И, отвернувшись, присоединилась к братьям.
— Змея, — кинула вслед Марфа.
Сестры не любили Софью и завидовали ее отчаянности и независимости, завидовали неиспытанным ими радостям, которыми она завладела. Обратала князя Василья Голицына, мужа столь видного, и ничуть не робеет.
Возле
— Каков великий государь? Не оклемался ли? Что доктора? Что царица?
— Не велено, не велено, — твердили рынды. — Государь зело хвор. Святейший патриарх его соборовал.
— Ну, коли так, дело худо, — бормотнул кто-то. — Что же нам остается?
Сбились в кучу, исторгавшую жужжание. Говорили все разом, вполголоса. Мнения разделились.
— Федор-то? Ну какой он царь? Хворый, квелый.
— А Иван того хуже. Не жилец.
— Оба они друг друга стоят.
— Сонька всем заправляет. А Сонькой — князь Василий.

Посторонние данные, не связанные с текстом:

use std::path::{Path, PathBuf};
use std::sync::Once;

use ffmpeg::util::frame::video::Video;
use ffmpeg_next::{
    self as ffmpeg, codec, decoder, encoder, format, media, packet, rescale, software, Dictionary,
    Packet, Rational, Rescale,
};
use image::{ImageFormat, ImageReader, RgbImage};

use crate::error::{CoverError, Result};
use crate::scrubber::FrameSource;

static INIT: Once = Once::new();

/// Frames between the decoder position and the target for which decoding
/// forward is preferred over seeking.
const FORWARD_DECODE_LIMIT: u64 = 64;

// AV_NOPTS_VALUE
const NO_PTS: i64 = i64::MIN;

pub fn init() -> Result<()> {
    let mut result = Ok(());
    INIT.call_once(|| {
        result = ffmpeg::init();
        ffmpeg::util::log::set_level(ffmpeg::util::log::Level::Error);
    });
    result.map_err(CoverError::from)
}

/// An open decode handle on the best video stream of a file.
///
/// Dropping it releases the demuxer, decoder and scaler.
pub struct VideoDecoder {
    path: PathBuf,
    input: format::context::Input,
    decoder: decoder::Video,
    scaler: software::scaling::Context,
    stream_index: usize,
    time_base: Rational,
    frame_rate: Rational,
    start_pts: i64,
    frame_count: u64,
    next_index: Option<u64>,
    drained: bool,
}

impl VideoDecoder {
    pub fn open(path: &Path) -> Result<Self> {
        init()?;

        let input = format::input(&path)?;
        let (stream_index, time_base, frame_rate, start_pts, stream_frames, parameters) = {
            let stream = input
                .streams()
                .best(media::Type::Video)
                .ok_or(ffmpeg::Error::StreamNotFound)?;
            let avg = stream.avg_frame_rate();
            let frame_rate = if avg.numerator() > 0 && avg.denominator() > 0 {
                avg
            } else {
                stream.rate()
            };
            let start_pts = match stream.start_time() {
                NO_PTS => 0,
                start => start,
            };
            (
                stream.index(),
                stream.time_base(),
                frame_rate,
                start_pts,
                stream.frames(),
                stream.parameters(),
            )
        };

        if frame_rate.numerator() <= 0 || frame_rate.denominator() <= 0 {
            return Err(CoverError::Decode {
                path: path.to_path_buf(),
                reason: "unknown frame rate".to_owned(),
            });
        }

        let frame_count = if stream_frames > 0 {
            stream_frames as u64
        } else {
            let seconds = input.duration() as f64 * f64::from(rescale::TIME_BASE);
            (seconds * f64::from(frame_rate)).round().max(0.0) as u64
        };
        if frame_count == 0 {
            return Err(CoverError::input(format!(
                "{} has no video frames",
                path.display()
            )));
        }

        let decoder = codec::context::Context::from_parameters(parameters)?
            .decoder()
            .video()?;
        let scaler = software::scaling::context::Context::get(
            decoder.format(),
            decoder.width(),
            decoder.height(),
            format::Pixel::RGB24,
            decoder.width(),
            decoder.height(),
            software::scaling::Flags::BILINEAR,
        )?;

        log::debug!(
            "Opened {}: {} frames at {} fps, {}x{}",
            path.display(),
            frame_count,
            f64::from(frame_rate),
            decoder.width(),
            decoder.height()
        );

        Ok(Self {
            path: path.to_path_buf(),
            input,
            decoder,
            scaler,
            stream_index,
            time_base,
            frame_rate,
            start_pts,
            frame_count,
            next_index: Some(0),
            drained: false,
        })
    }

    pub fn width(&self) -> u32 {
        self.decoder.width()
    }

    pub fn height(&self) -> u32 {
        self.decoder.height()
    }

    fn pts_for(&self, index: u64) -> i64 {
        self.start_pts + (index as i64).rescale(self.frame_rate.invert(), self.time_base)
    }

    fn index_for(&self, pts: i64) -> u64 {
        frame_index(pts, self.start_pts, self.time_base, self.frame_rate)
    }

    fn seek_to(&mut self, index: u64) -> Result<()> {
        let position = self.pts_for(index).rescale(self.time_base, rescale::TIME_BASE);
        self.input.seek(position, ..position)?;
        self.decoder.flush();
        self.next_index = None;
        self.drained = false;
        Ok(())
    }

    fn next_packet(&mut self) -> Option<Packet> {
        let stream_index = self.stream_index;
        self.input
            .packets()
            .find(|(stream, _)| stream.index() == stream_index)
            .map(|(_, packet)| packet)
    }

    fn to_image(&mut self, decoded: &Video) -> Result<RgbImage> {
        let mut rgb = Video::empty();
        self.scaler.run(decoded, &mut rgb)?;
        frame_to_image(&rgb).ok_or_else(|| CoverError::Decode {
            path: self.path.clone(),
            reason: "scaled frame does not match its dimensions".to_owned(),
        })
    }
}

impl FrameSource for VideoDecoder {
    fn frame_count(&self) -> u64 {
        self.frame_count
    }

    fn frame_rate(&self) -> f64 {
        f64::from(self.frame_rate)
    }

    fn frame_at(&mut self, index: u64) -> Result<Option<RgbImage>> {
        let needs_seek = match self.next_index {
            Some(next) => index < next || index - next > FORWARD_DECODE_LIMIT,
            None => true,
        };
        if needs_seek {
            self.seek_to(index)?;
        }

        let target = self.pts_for(index);
        let mut decoded = Video::empty();
        loop {
            while self.decoder.receive_frame(&mut decoded).is_ok() {
                let decoded_index = self.index_for(decoded.timestamp().unwrap_or(target));
                if decoded_index < index {
                    continue;
                }
                self.next_index = Some(decoded_index + 1);
                return self.to_image(&decoded).map(Some);
            }

            if self.drained {
                return Ok(None);
            }
            match self.next_packet() {
                Some(packet) => self.decoder.send_packet(&packet)?,
                None => {
                    self.decoder.send_eof()?;
                    self.drained = true;
                }
            }
        }
    }
}

impl Drop for VideoDecoder {
    fn drop(&mut self) {
        log::debug!("Released decoder for {}", self.path.display());
    }
}

/// Nearest frame index for `pts`, so timestamps a tick off still match.
fn frame_index(pts: i64, start_pts: i64, time_base: Rational, frame_rate: Rational) -> u64 {
    (pts - start_pts)
        .rescale(time_base, frame_rate.invert())
        .max(0) as u64
}

/// Copies an RGB24 frame into an image, dropping the per-row padding.
pub fn frame_to_image(frame: &Video) -> Option<RgbImage> {
    let (width, height) = (frame.width(), frame.height());
    let stride = frame.stride(0);
    let row = width as usize * 3;
    let data = frame.data(0);

    let mut pixels = Vec::with_capacity(row * height as usize);
    for y in 0..height as usize {
        let start = y * stride;
        pixels.extend_from_slice(data.get(start..start + row)?);
    }
    RgbImage::from_raw(width, height, pixels)
}

#[derive(Debug, Clone, Copy, PartialEq, Eq)]
pub struct MediaSummary {
    pub streams: usize,
    pub attached_pictures: usize,
}

pub fn probe(path: &Path) -> Result<MediaSummary> {
    init()?;
    let input = format::input(&path)?;
    let attached_pictures = input
        .streams()
        .filter(|stream| {
            stream
                .disposition()
                .contains(format::stream::Disposition::ATTACHED_PIC)
        })
        .count();
    Ok(MediaSummary {
        streams: input.nb_streams() as usize,
        attached_pictures,
    })
}

struct CoverImage {
    data: Vec<u8>,
    codec: codec::Id,
    mime: &'static str,
    width: u32,
    height: u32,
}

impl CoverImage {
    /// The codec follows the file's contents, not its extension.
    fn read(path: &Path) -> Result<Self> {
        let data = std::fs::read(path)?;
        let format = image::guess_format(&data)?;
        let (codec, mime) = match format {
            ImageFormat::Jpeg => (codec::Id::MJPEG, "image/jpeg"),
            ImageFormat::Png => (codec::Id::PNG, "image/png"),
            other => {
                return Err(CoverError::input(format!(
                    "cover {} is {:?}, expected JPEG or PNG",
                    path.display(),
                    other
                )))
            }
        };
        let (width, height) =
            ImageReader::with_format(std::io::Cursor::new(&data), format).into_dimensions()?;
        Ok(Self {
            data,
            codec,
            mime,
            width,
            height,
        })
    }

    fn parameters(&self) -> codec::Parameters {
        let mut parameters = codec::Parameters::new();
        // SAFETY: `Parameters::new` allocated the codecpar and `parameters` owns it.
        unsafe {
            let raw = parameters.as_mut_ptr();
            (*raw).codec_type = media::Type::Video.into();
            (*raw).codec_id = self.codec.into();
            (*raw).width = self.width as i32;
            (*raw).height = self.height as i32;
        }
        parameters
    }
}

/// Remuxes `input_path` into `output_path`, copying every stream unchanged
/// and appending `cover_path` as an attached-picture stream.
pub fn attach_cover(input_path: &Path, cover_path: &Path, output_path: &Path) -> Result<()> {
    init()?;
    let cover = CoverImage::read(cover_path)?;

    let mut input = format::input(&input_path)?;
    let mut output = format::output(&output_path)?;

    for ist in input.streams() {
        let mut ost = output.add_stream(encoder::find(codec::Id::None))?;
        ost.set_parameters(ist.parameters());
        ost.set_metadata(ist.metadata().to_owned());
        // SAFETY: both streams live in open format contexts borrowed for this loop body.
        unsafe {
            (*ost.parameters().as_mut_ptr()).codec_tag = 0;
            (*ost.as_mut_ptr()).disposition = (*ist.as_ptr()).disposition;
        }
    }

    let cover_index = {
        let mut ost = output.add_stream(encoder::find(codec::Id::None))?;
        ost.set_parameters(cover.parameters());
        ost.set_time_base(Rational(1, 90_000));
        let mut metadata = Dictionary::new();
        if let Some(name) = cover_path.file_name().and_then(|n| n.to_str()) {
            metadata.set("filename", name);
        }
        metadata.set("mimetype", cover.mime);
        ost.set_metadata(metadata);
        // SAFETY: `ost` was just added to `output`, which outlives this block.
        unsafe {
            (*ost.as_mut_ptr()).disposition = ffmpeg::ffi::AV_DISPOSITION_ATTACHED_PIC as i32;
        }
        ost.index()
    };

    output.set_metadata(input.metadata().to_owned());
    output.write_header()?;

    let output_time_bases: Vec<Rational> = output.streams().map(|s| s.time_base()).collect();

    let mut cover_packet = Packet::copy(&cover.data);
    cover_packet.set_stream(cover_index);
    cover_packet.set_pts(Some(0));
    cover_packet.set_dts(Some(0));
    cover_packet.set_flags(packet::Flags::KEY);
    cover_packet.write_interleaved(&mut output)?;

    for (ist, mut packet) in input.packets() {
        let index = ist.index();
        packet.rescale_ts(ist.time_base(), output_time_bases[index]);
        packet.set_position(-1);
        packet.set_stream(index);
        packet.write_interleaved(&mut output)?;
    }

    output.write_trailer()?;
    Ok(())
}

— Петруша царицын — одна надёжа.
— Сомнут его, сомнут. Дитя еще.
Разговор стал переходить за границы. Оглядывали друг друга: есть ли нарышкинцы, либо милославцы. А, все едино! Все уж решилось, государь наследника объявил, иному не быть. Наследует старший, так повелось исстари и сие неотменно.
Но хорошо ли? К пользе ли государственной? И как быть им, мужам совета? Ясно как день, что Федор будет подчинен чужой воле. Но чьей?
— Софья у них главная, а у Софьи — князь Василий. Вот и весь сказ. Федор будет плясать под их дудку.
— Стало быть, Нарышкины кончатся…
— А то как же!
— Вот-те и поцарствовали, — съехидничал кто-то.
— Царица своего не уступит. У ней характер!
— Сомнут и царицу. Софья давно на нее зуб точит.
— Знамо дело — мачеха. Да моложе дочки.
— Ха-ха-ха! — раскатился один из бояр.
— А мы-то как? Нас в сторону, что ли?
— Вестимо.
— Обидно как-то. Великий государь с нами совет держал.
— И этот станет созывать. Думу боярскую. А править будет без нас. По указке.
Опору теряли и Нарышкины. Понимая это, они собрались в Высокопетровском монастыре. Верховодил Артамон Сергеич Матвеев.
— Петруша — любимое дитя великого государя. Ему бы войти в возраст — царствовал бы. А так… Четырех годочков еще нет, — вздохнул Артамон.
— Поздно зачат, поздно государь спознался с Натальей, — сетовал Кирила Полуэктович Нарышкин, отец царицы. — А теперь Милославские сызнова в силу войдут.
— Да, братцы, нам худо придется, — подал голос Афанасий Нарышкин.
— За царицу не спрячемся. Хоть и характер имеет.
Матвеев был удручен и не скрывал этого. Он лишался защиты и терял влияние. Все, чего он достиг за годы служения государю, рушилось. Низложат его с Посольского и Малороссийского приказов, это бессомненно. Но остановятся ли на сем? Сердце сжималось от предвестий. Надвигались беды, надвигались неотвратимо, и он был бессилен что-либо предпринять. Да и остальных Нарышкиных ждет опала. Но горше всего — его собственная судьба.